Abstract

Background: β-thalassemia major is a chronic inherited blood disorder that imposes substantial physical, psychological, and social burdens on affected individuals. Beyond survival, quality of life has emerged as a critical outcome, particularly in resource-limited settings where healthcare, psychosocial support, and living conditions are constrained. Main Aim: To assess quality of life and identify its key determinants among patients with β-thalassemia major in a resource-limited setting. Methods: A descriptive cross-sectional study was conducted among 50 patients with β-thalassemia major receiving care at governmental thalassemia centers in the Gaza Strip. Data were collected using a structured questionnaire covering sociodemographic and clinical characteristics, and the World Health Organization Quality of Life–Brief version (WHOQOL-BREF).

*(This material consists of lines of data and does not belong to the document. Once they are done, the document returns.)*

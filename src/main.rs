use std::sync::Arc;

use anyhow::Context;
use synthsearch::api::create_router;
use synthsearch::config::Config;
use synthsearch::provider::OpenAiClient;
use synthsearch::synthesizer::ResultSynthesizer;
use tokio::net::TcpListener;
use tracing_subscriber::EnvFilter;

#[tokio::main]
async fn main() -> anyhow::Result<()> {
    // Initialize tracing subscriber (handles both tracing and log crate)
    tracing_subscriber::fmt()
        .with_env_filter(
            EnvFilter::try_from_default_env()
                .unwrap_or_else(|_| EnvFilter::new(tracing::Level::INFO.to_string())),
        )
        .with_target(true)
        .init();

    let config = Config::from_env()?;

    let provider = OpenAiClient::new(
        config.openai_api_key.clone(),
        config.openai_base_url.clone(),
        config.openai_model.clone(),
        config.search_timeout,
    )?;
    let synthesizer = Arc::new(ResultSynthesizer::new(Arc::new(provider)));
    let app = create_router(synthesizer);

    let listener = TcpListener::bind(config.bind_addr)
        .await
        .with_context(|| format!("Failed to bind {}", config.bind_addr))?;
    tracing::info!("listening on {}", config.bind_addr);

    axum::serve(listener, app)
        .with_graceful_shutdown(shutdown_signal())
        .await?;
    Ok(())
}

async fn shutdown_signal() {
    if let Err(e) = tokio::signal::ctrl_c().await {
        tracing::error!("failed to listen for shutdown signal: {e}");
        std::future::pending::<()>().await;
    }
    tracing::info!("shutting down");
}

Descriptive and inferential statistical analyses were performed to examine quality of life domains and associated factors. Findings: Participants demonstrated a moderate overall quality of life. Physical and psychological domains were the most affected, reflecting fatigue, emotional distress, and treatment-related burden. Social relationships showed comparatively better scores, while environmental quality of life was limited by financial constraints, transportation, and access to resources. Younger patients reported relatively higher quality of life than older participants. Conclusion: Patients with β-thalassemia major experience multidimensional challenges that extend beyond clinical symptoms. Routine assessment of quality of life is essential to inform holistic, patient-centered care and address physical, psychological, social, and environmental needs in resource-limited settings.